All I know is I clean my smoker and two weeks ago I closed the door and got some black stuff fall on my meat and thats not cool so I scraped the inside of my pit. I did not pressure wash it but I scraped the roof of the smoker. I did give it a steam bath. I just seen about 8 smokers and all were super pretty clean. Not all those smokers were smokers they use for TV. I was just asking them how they cleaned them. Moving forward I'm just going to clean my smoker more than I have without taking off too much where it starts rusting. I think the maker of my smoker tells you to keep it on the walls because if I did not it would rust. Myron's smokers are made with better metal. Before I gone to his class I started cleaning more after I got black stuff fall down. Im going to clean a little more. 

As Far as the class ~ I think its one of those life time experiences. I wish you were able to record so you could just play it back over and over as Im one that don't get everything the first time. For example I watch him prep the whole pig but I can't go grab my own pig and expect to do it easy. I would have to watch a few more times. But he is by far the best famous person Ive had the chance to meet. How he opens up his home. He is a very good teacher and by far the best class Ive done yet. Sure he charges a lot of money but his class is well worth the money. I know the next time I bbq I will bbq better than I did before his class and anytime you can learn something its worth the investment. When I got home I was pricing what whole pigs cost so I can give it a shot but Pigs here in California are a little harder to find and up to $6 a pound. But If I would of took his class last year I would of done a pig for christmas. I just wish I would of shared notes with someone to make sure I did not miss anything. I wish a Facebook page existed of people that took the class so they can all share bbq after the class. But it was awesome !


----------



## themule69 (Jan 21, 2015)

SmokinNascarFan said:


> All I know is I clean my smoker and two weeks ago I closed the door and got some black stuff fall on my meat and thats not cool so I scraped the inside of my pit. I did not pressure wash it but I scraped the roof of the smoker. I did give it a steam bath. I just seen about 8 smokers and all were super pretty clean. Not all those smokers were smokers they use for TV. I was just asking them how they cleaned them. Moving forward I'm just going to clean my smoker more than I have without taking off too much where it starts rusting. I think the maker of my smoker tells you to keep it on the walls because if I did not it would rust. Myron's smokers are made with better metal. Before I gone to his class I started cleaning more after I got black stuff fall down. Im going to clean a little more.
> 
> As Far as the class ~ I think its one of those life time experiences. I wish you were able to record so you could just play it back over and over as Im one that don't get everything the first time.

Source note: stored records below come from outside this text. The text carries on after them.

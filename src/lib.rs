//! # orthopoly
//!
//! Orthogonal polynomials driven by their recurrence coefficients.
//!
//! This crate provides:
//! - Recurrence-coefficient providers (Chebyshev, Legendre, Gegenbauer,
//!   Jacobi, Zernike, spherical harmonics, associated Legendre functions)
//!   under several scalings
//! - Lazy degree-by-degree evaluation on arrays of points
//! - Clenshaw summation of line expansions
//! - Reconstruction of recurrence coefficients and Gauss rules from moments
//!   (Stieltjes, Chebyshev, modified Chebyshev, Golub–Welsch)
//! - Exact arithmetic (rationals, square roots, powers of π) alongside `f64`
//!
//! ```
//! use orthopoly::{ArithmeticMode, Exact, LineRecurrence, LineTree, Scaling, point};
//!
//! let legendre = LineRecurrence::<Exact>::legendre(Scaling::Monic, ArithmeticMode::Auto).unwrap();
//! let p5 = LineTree::new(&legendre, point(Exact::ratio(1, 1))).nth(5).unwrap();
//! assert_eq!(p5.iter().next(), Some(&Exact::ratio(8, 63)));
//! ```

pub mod arith;
pub mod clenshaw;
pub mod error;
pub mod moments;
pub mod polynomial;
pub mod recurrence;
pub mod tree;

// Re-export main types for convenience
pub use arith::{Arithmetic, ArithmeticMode, Element, Exact, Scalar, cast};
pub use clenshaw::clenshaw;
pub use error::{OrthoError, Result};
pub use moments::{
    CoefficientTable, GaussScheme, check_coefficients, chebyshev, chebyshev_modified,
    coefficients_from_scheme, gauss_from_moments, golub_welsch, scheme_from_coefficients,
    stieltjes,
};
pub use polynomial::{
    Polynomial, disk_monomial_integral, interval_monomial_integral, sphere_monomial_integral,
};
pub use recurrence::{
    AlpRecurrence, DiskRecord, DiskRecurrence, LineFamily, LineRecurrence, LineRecurrenceSource,
    MonomialBasis, Recurrence, RecurrenceRecord, Scaling, SphereRecord, SphereRecurrence,
};
pub use tree::{DiskTree, Levels, LineTree, SphereTree, point};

For example I watch him prep the whole pig but I can't go grab my own pig and expect to do it easy. I would have to watch a few more times. But he is by far the best famous person Ive had the chance to meet. How he opens up his home. He is a very good teacher and by far the best class Ive done yet. Sure he charges a lot of money but his class is well worth the money. I know the next time I bbq I will bbq better than I did before his class and anytime you can learn something its worth the investment. When I got home I was pricing what whole pigs cost so I can give it a shot but Pigs here in California are a little harder to find and up to $6 a pound. But If I would of took his class last year I would of done a pig for christmas. I just wish I would of shared notes with someone to make sure I did not miss anything. I wish a Facebook page existed of people that took the class so they can all share bbq after the class. But it was awesome !


It sounds like it was well worth the time. It is fun to watch someone who is real good at what they do and they make it look so easy. $6 a LB for pig is crazy. I would post a wanted ad to Craigslist.

Happy smoken.

David


----------



## jirodriguez (Jan 21, 2015)

I generally wire brush racks before and after each smoke and clean grease/water pan after each smoke, wire brush inside of smoker about 1x each month, and deep clean pressure wash 2x a year.


----------



## joopster (Jan 21, 2015)

No los cleanos amigos.


----------



## fwismoker (Jan 21, 2015)

I'm glad you enjoyed the class, it must have been an extremely fun experience! :-)

Do you  now or do you want to do comps?      Comp BBQ and backyard BBQ are just so different


----------



## smokinnascarfan (Jan 21, 2015)

I want to try and do at least one comp this year. I need practice a little more before I do. I want a chance to place.


----------



## frijole smoke (Jan 21, 2015)

I just want to clarify...if I have black stuff falling on my meat, of course I will scrape it or wipe it down a bit.  That's a no brainer.  But giving it a little steam and a scrape, and power washing are two different things.


----------



## bruno994 (Jan 22, 2015)

SmokinNascar, check out Big Poppa Smokers, they are putting on some lower cost, introductory competitions in CA, might be one near you.  But I warn you, once you start competing, you'll get addicted quickly!


----------



## gary s (Jan 22, 2015)

Everybody has different thoughts and ways their smoker should be cleaned,  I clean mine after every smoke.  This is what I do,  After I am done smoking, I get the temp up to about 300 + -

Take the water hose and spray out my cook chamber and grates. The steam and water do a pretty good job. When I fire up my smoker for the next cook, I take my weed burner after I start my fire and go over my grates and inside the cook chamber. Does two things, Help get the CC up to temp quicker and burns off anything that the water and steam didn't get. Then I brush the grates down and take a rag with my tongs and wipe over the grates.

After my fire box has cooled down (usually the next day) I clean out all the ashes, and spray it down with cooking oil.   About once or twice a year (depending on how much I have smoked) I pull out my grates, RF plates, wood rack and charcoal basket and clean everything. Scrape the RF plates, and run the wide putty knife around the inside of the CC to knock off any loose or build up. Spray everything down with the water hose, let dry and back together.

You can raise the lid on my smoker anytime and you get that wonderful smell.        I have a friend who believes IN NEVER CLEANING his smoker, I don't eat his stuff 

Gary


----------



## smokinnascarfan (Jan 22, 2015)

One close by next month. I might go check it out.


----------



## b-one (Jan 22, 2015)

I clean the grates scrape as needed the KISS method.


----------



## dannylang (Jan 24, 2015)

look on utube under lang smoker to find out how they steam clean their smokers, thats the way i clean mine, i think a dirty smoker will turn ransed. a clean smoker is a happy smoker. and thats my 2 cent worth.


----------



## Bearcarver (Jan 24, 2015)

Like most Watt Burner owners, my racks get cleaned real good after each use.

My water pan stays empty & wrapped in foil, as does my bottom drip pan.

Anything hanging loose on the walls or ceiling gets removed before it has a chance to fall on my food.

And the glass in my door gets cleaned before every smoke.

As for steam cleaning or pressure washing-----That would be the quickest way to ruin an electric smoker. IMHO.

Bear


----------



## gary s (Jan 24, 2015)

Yeah I'm thinking pressure washer and electrical components ????     Don't think I would

Gary


----------



## pilch (Jan 25, 2015)

Thank you for the info, I've cleaned mine from day dot and it looks like I just brought it from the shop.

My reasoning was that I didn't want mixed flavours because you couldn't tell if your latest cook was what you wanted.


----------